The person's response to the event must involve intense fear, helplessness, or horror (or in children, the response must involve disorganized or agitated behavior) (Criterion A2).

The characteristic symptoms resulting from the exposure to the extreme trauma include persistent reexperiencing of the traumatic event (Criterion B), persistent avoidance of stimuli associated with the trauma and numbing of general responsiveness (Criterion C), and persistent symptoms of increased arousal (Criterion D).

The full symptom picture must be present for more than 1 month (Criterion E), and the disturbance must cause clinically significant distress or impairment in social, occupational, or other important areas of functioning (Criterion F).

Traumatic events that are experienced directly include, but are not limited to, military combat, violent personal assault (sexual assault, physical attack, robbery, mugging), being kidnapped, being taken hostage, terrorist attack, torture, incarceration as a prisoner of war or in a concentration camp, natural or man-made disasters, severe automobile accidents, or being diagnosed with a life-threatening illness. For children, sexually traumatic events may include developmentally inappropriate sexual experiences without threatened or actual violence or injury. Witnessed events include, but are not limited to, observing the serious injury or unnatural death of another person due to violent assault, accident, war, or disaster

Glossary
Learning about the injury or death of a fellow officer can be a frequent trigger for PTSD symptoms.

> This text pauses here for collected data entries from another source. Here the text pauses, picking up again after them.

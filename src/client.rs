//! The per-deployment inference client seam.
//!
//! The balancer never talks HTTP directly; it goes through the
//! [`ChatClient`] trait so test doubles (and alternative transports) can
//! substitute freely. [`HttpChatClient`] is the default implementation,
//! speaking the Azure OpenAI chat-completions dialect over reqwest.

use crate::config::{DeploymentConfig, normalize_url};
use crate::errors::SwitchboardError;
use crate::models::{
    ChatCompletion, ChatCompletionChunk, ChatCompletionRequest, ChatMessage, StreamOptions,
};
use crate::sse::{SseEventStream, decode_event};
use async_trait::async_trait;
use futures_util::{Stream, StreamExt};
use std::fmt;
use std::pin::Pin;
use std::time::Duration;
use tracing::{debug, trace};
use url::Url;

/// A lazily produced, non-restartable sequence of completion chunks.
pub type ChunkStream =
    Pin<Box<dyn Stream<Item = Result<ChatCompletionChunk, SwitchboardError>> + Send>>;

/// Capability interface of one deployment's underlying inference client.
#[async_trait]
pub trait ChatClient: fmt::Debug + Send + Sync {
    /// Issue a non-streaming completion.
    async fn complete(
        &self,
        request: &ChatCompletionRequest,
    ) -> Result<ChatCompletion, SwitchboardError>;

    /// Issue a streaming completion. The returned stream is handed to the
    /// caller unmodified, chunk for chunk.
    async fn complete_stream(
        &self,
        request: &ChatCompletionRequest,
    ) -> Result<ChunkStream, SwitchboardError>;

    /// Issue a minimal request to check whether the deployment is
    /// responsive.
    async fn probe(&self) -> Result<(), SwitchboardError>;
}

const PROBE_TIMEOUT: Duration = Duration::from_secs(5);

/// Default `ChatClient` for Azure OpenAI-style endpoints.
pub struct HttpChatClient {
    http: reqwest::Client,
    endpoint: Url,
    api_key: String,
    /// Used as the model of probe requests; Azure scopes the endpoint to
    /// a deployment, so the name doubles as the model identifier.
    deployment_name: String,
}

impl fmt::Debug for HttpChatClient {
    fn fmt(&self, f: &mut fmt::Formatter<'_>) -> fmt::Result {
        f.debug_struct("HttpChatClient")
            .field("endpoint", &self.endpoint.as_str())
            .field("deployment_name", &self.deployment_name)
            .finish()
    }
}

impl HttpChatClient {
    pub fn new(config: &DeploymentConfig) -> Result<Self, SwitchboardError> {
        let http = reqwest::Client::builder()
            .timeout(config.timeout())
            .build()
            .map_err(classify_transport_error)?;

        let mut endpoint = normalize_url(config.api_base.clone())
            .join("chat/completions")
            .map_err(|e| SwitchboardError::BadRequest {
                status: 0,
                message: format!("invalid api_base: {e}"),
            })?;
        endpoint
            .query_pairs_mut()
            .append_pair("api-version", &config.api_version);

        Ok(Self {
            http,
            endpoint,
            api_key: config.api_key.clone(),
            deployment_name: config.name.clone(),
        })
    }

    fn post(&self, body: &ChatCompletionRequest) -> reqwest::RequestBuilder {
        self.http
            .post(self.endpoint.clone())
            .header("api-key", &self.api_key)
            .json(body)
    }
}

#[async_trait]
impl ChatClient for HttpChatClient {
    async fn complete(
        &self,
        request: &ChatCompletionRequest,
    ) -> Result<ChatCompletion, SwitchboardError> {
        trace!(endpoint = %self.endpoint, "sending completion request");
        let response = self
            .post(request)
            .send()
            .await
            .map_err(classify_transport_error)?;

        let response = check_status(response).await?;
        response
            .json()
            .await
            .map_err(|e| SwitchboardError::InvalidResponse(e.to_string()))
    }

    async fn complete_stream(
        &self,
        request: &ChatCompletionRequest,
    ) -> Result<ChunkStream, SwitchboardError> {
        // Force the streaming flags so the final chunk carries usage and
        // the counters can be reconciled.
        let mut request = request.clone();
        request.stream = true;
        request.stream_options = Some(StreamOptions {
            include_usage: true,
        });

        trace!(endpoint = %self.endpoint, "sending streaming completion request");
        let response = self
            .post(&request)
            .send()
            .await
            .map_err(classify_transport_error)?;

        let response = check_status(response).await?;
        let events = SseEventStream::new(Box::pin(response.bytes_stream()));
        let chunks = events.filter_map(|event| async move {
            match event.and_then(|bytes| decode_event(&bytes)) {
                Ok(Some(chunk)) => Some(Ok(chunk)),
                Ok(None) => None,
                Err(e) => Some(Err(e)),
            }
        });

        Ok(Box::pin(chunks))
    }

    async fn probe(&self) -> Result<(), SwitchboardError> {
        let request = ChatCompletionRequest::builder()
            .model(self.deployment_name.clone())
            .messages(vec![ChatMessage::user("ping")])
            .max_tokens(1)
            .build();

        debug!(endpoint = %self.endpoint, "probing deployment");
        let response = self
            .post(&request)
            .timeout(PROBE_TIMEOUT)
            .send()
            .await
            .map_err(classify_transport_error)?;

        check_status(response).await.map(|_| ())
    }
}

/// Classify a non-2xx response into the error taxonomy, consuming the
/// body for the message.
async fn check_status(response: reqwest::Response) -> Result<reqwest::Response, SwitchboardError> {
    let status = response.status();
    if status.is_success() {
        return Ok(response);
    }

    let retry_after = response
        .headers()
        .get("retry-after")
        .and_then(|v| v.to_str().ok())
        .and_then(|s| s.parse().ok());
    let message = response.text().await.unwrap_or_default();

    Err(classify_status(status.as_u16(), retry_after, message))
}

pub(crate) fn classify_status(
    status: u16,
    retry_after: Option<u64>,
    message: String,
) -> SwitchboardError {
    match status {
        429 => SwitchboardError::RateLimited { retry_after },
        401 | 403 => SwitchboardError::Unauthorized { status, message },
        400..=499 => SwitchboardError::BadRequest { status, message },
        _ => SwitchboardError::TransientUpstream {
            status: Some(status),
            message,
        },
    }
}

fn classify_transport_error(e: reqwest::Error) -> SwitchboardError {
    let status = e.status().map(|s| s.as_u16());
    SwitchboardError::TransientUpstream {
        status,
        message: if e.is_timeout() {
            "request timed out".to_string()
        } else {
            e.to_string()
        },
    }
}

#[cfg(test)]
mod tests {
    use super::*;
    use rstest::rstest;

    #[rstest]
    #[case(500)]
    #[case(502)]
    #[case(503)]
    fn server_errors_classify_as_transient(#[case] status: u16) {
        assert!(matches!(
            classify_status(status, None, String::new()),
            SwitchboardError::TransientUpstream { status: Some(s), .. } if s == status
        ));
    }

    #[rstest]
    #[case(401)]
    #[case(403)]
    fn auth_errors_classify_as_unauthorized(#[case] status: u16) {
        assert!(matches!(
            classify_status(status, None, String::new()),
            SwitchboardError::Unauthorized { status: s, .. } if s == status
        ));
    }

    #[rstest]
    #[case(400)]
    #[case(404)]
    #[case(422)]
    fn client_errors_classify_as_bad_request(#[case] status: u16) {
        assert!(matches!(
            classify_status(status, None, String::new()),
            SwitchboardError::BadRequest { status: s, .. } if s == status
        ));
    }

    #[test]
    fn rate_limit_keeps_retry_after() {
        assert!(matches!(
            classify_status(429, Some(30), String::new()),
            SwitchboardError::RateLimited {
                retry_after: Some(30)
            }
        ));
    }

    #[test]
    fn endpoint_preserves_api_base_path() {
        let config = DeploymentConfig::builder()
            .name("east".to_string())
            .api_base("https://east.example.com/openai/deployments/gpt-4o".parse().unwrap())
            .api_key("sk-test".to_string())
            .build();

        let client = HttpChatClient::new(&config).unwrap();
        assert!(
            client
                .endpoint
                .as_str()
                .starts_with("https://east.example.com/openai/deployments/gpt-4o/chat/completions")
        );
        assert!(client.endpoint.as_str().contains("api-version=2024-10-21"));
    }
}
//! Background maintenance tasks for a switchboard.
//!
//! Two independent periodic loops: health probing and usage-window
//! resets. Both are cancellable; shutdown cancels at the sleep points and
//! then awaits the tasks, so a probe already in flight finishes (or times
//! out) before the deployments are released.

use crate::deployment::DeploymentClient;
use futures_util::future::join_all;
use rand::Rng;
use std::sync::Arc;
use std::time::Duration;
use tokio::task::JoinHandle;
use tokio::time::MissedTickBehavior;
use tokio_util::sync::CancellationToken;
use tracing::debug;

/// Probes are splayed by up to this much so a fleet of clients with the
/// same interval does not hit every deployment at the same instant.
const PROBE_SPLAY: Duration = Duration::from_millis(250);

pub(crate) struct Supervisor {
    cancel: CancellationToken,
    tasks: Vec<JoinHandle<()>>,
}

impl Supervisor {
    /// Spawn the maintenance loops. A zero interval disables the
    /// corresponding loop.
    pub(crate) fn spawn(
        deployments: Vec<Arc<DeploymentClient>>,
        healthcheck_interval: Duration,
        ratelimit_window: Duration,
    ) -> Self {
        let cancel = CancellationToken::new();
        let mut tasks = Vec::new();

        if !healthcheck_interval.is_zero() {
            tasks.push(tokio::spawn(health_loop(
                deployments.clone(),
                healthcheck_interval,
                cancel.clone(),
            )));
        }

        if !ratelimit_window.is_zero() {
            tasks.push(tokio::spawn(reset_loop(
                deployments,
                ratelimit_window,
                cancel.clone(),
            )));
        }

        Self { cancel, tasks }
    }

    pub(crate) async fn shutdown(self) {
        self.cancel.cancel();
        for task in self.tasks {
            let _ = task.await;
        }
    }
}

async fn health_loop(
    deployments: Vec<Arc<DeploymentClient>>,
    interval: Duration,
    cancel: CancellationToken,
) {
    let mut ticker = tokio::time::interval(interval);
    ticker.set_missed_tick_behavior(MissedTickBehavior::Delay);

    // The first tick fires immediately, giving every deployment an
    // initial probe right after start().
    loop {
        tokio::select! {
            _ = cancel.cancelled() => break,
            _ = ticker.tick() => {
                let due: Vec<_> = deployments
                    .iter()
                    .filter(|d| d.due_for_probe())
                    .cloned()
                    .collect();
                if due.is_empty() {
                    continue;
                }
                debug!(count = due.len(), "probing deployments");
                join_all(due.iter().map(|deployment| async move {
                    let splay = PROBE_SPLAY.mul_f64(rand::rng().random_range(0.0..1.0));
                    tokio::time::sleep(splay).await;
                    deployment.probe().await;
                }))
                .await;
            }
        }
    }
}

async fn reset_loop(
    deployments: Vec<Arc<DeploymentClient>>,
    window: Duration,
    cancel: CancellationToken,
) {
    let mut ticker = tokio::time::interval(window);
    ticker.set_missed_tick_behavior(MissedTickBehavior::Delay);
    // Consume the immediate first tick; the first reset belongs at the
    // end of the first window.
    ticker.tick().await;

    loop {
        tokio::select! {
            _ = cancel.cancelled() => break,
            _ = ticker.tick() => {
                debug!("rolling usage windows");
                for deployment in &deployments {
                    deployment.reset_usage();
                }
            }
        }
    }
}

Helplessness: Because officer's are often called to the scene after-the-fact, helplessness is the second major problem, after exposure itself, that contributes to the onset of PTSD in officer's.

Re-experiencing: This can be in the form of flash-backs, or night-mares. A special problem for officers as we frequently work the same areas where the initial trauma occurred.

Numbing: 'Psychic' numbing frequently occurs in law enforcement--it is often the only way to get through the job--nevertheless, it can be a serious symptom.

More than a month: If serious symptoms last longer, a diagnosis of PTSD may be warranted. Professional help should to be sought in these cases.

Violent assault, physical attack, sever TA's, etc.: Doctor's often fail to take these traumatic events into account when diagnosing their officer/patients.
It is, therefore, frequently up to the individual officer to advise the doctor and MAKE SURE he or she understands these issues.

Life-threatening illness: Ironically, many officer's who survive into their 40's and 50's develop symptomology after being diagnosed with heart problems, or colon or other cancer.

Additional commentary
It is not uncommon for officers to acquire symptoms in situations where the victim resembles a loved one (note: children can be a frequent trigger for symptomology).

Helplessness can be associated in "inescapable shock." Officers who are powerless to avoid persistent inescapable shock may come to feel a deep sense of hopelessness toward their job, or family or life itself.

Distress or impairment in social, [or] occupational functioning, i.e., problems on the job or marital problems are often the first signs officers have that there is a problem.
Comments from supervisors are often, "Smith has been a good cop for a long time, now everything he does turns to shit." From significant others we hear, "Tom use to be a wonderful husband, now all he ever does is sit and watch TV." The "impairment" can often be traced back to a significant trauma experienced by the officer.
One officer told me that his therapist said he couldn't have PTSD because he hadn't been raped?! Clinicians do not always have time to listen to you--again, make sure they hear and understand what you tell them.)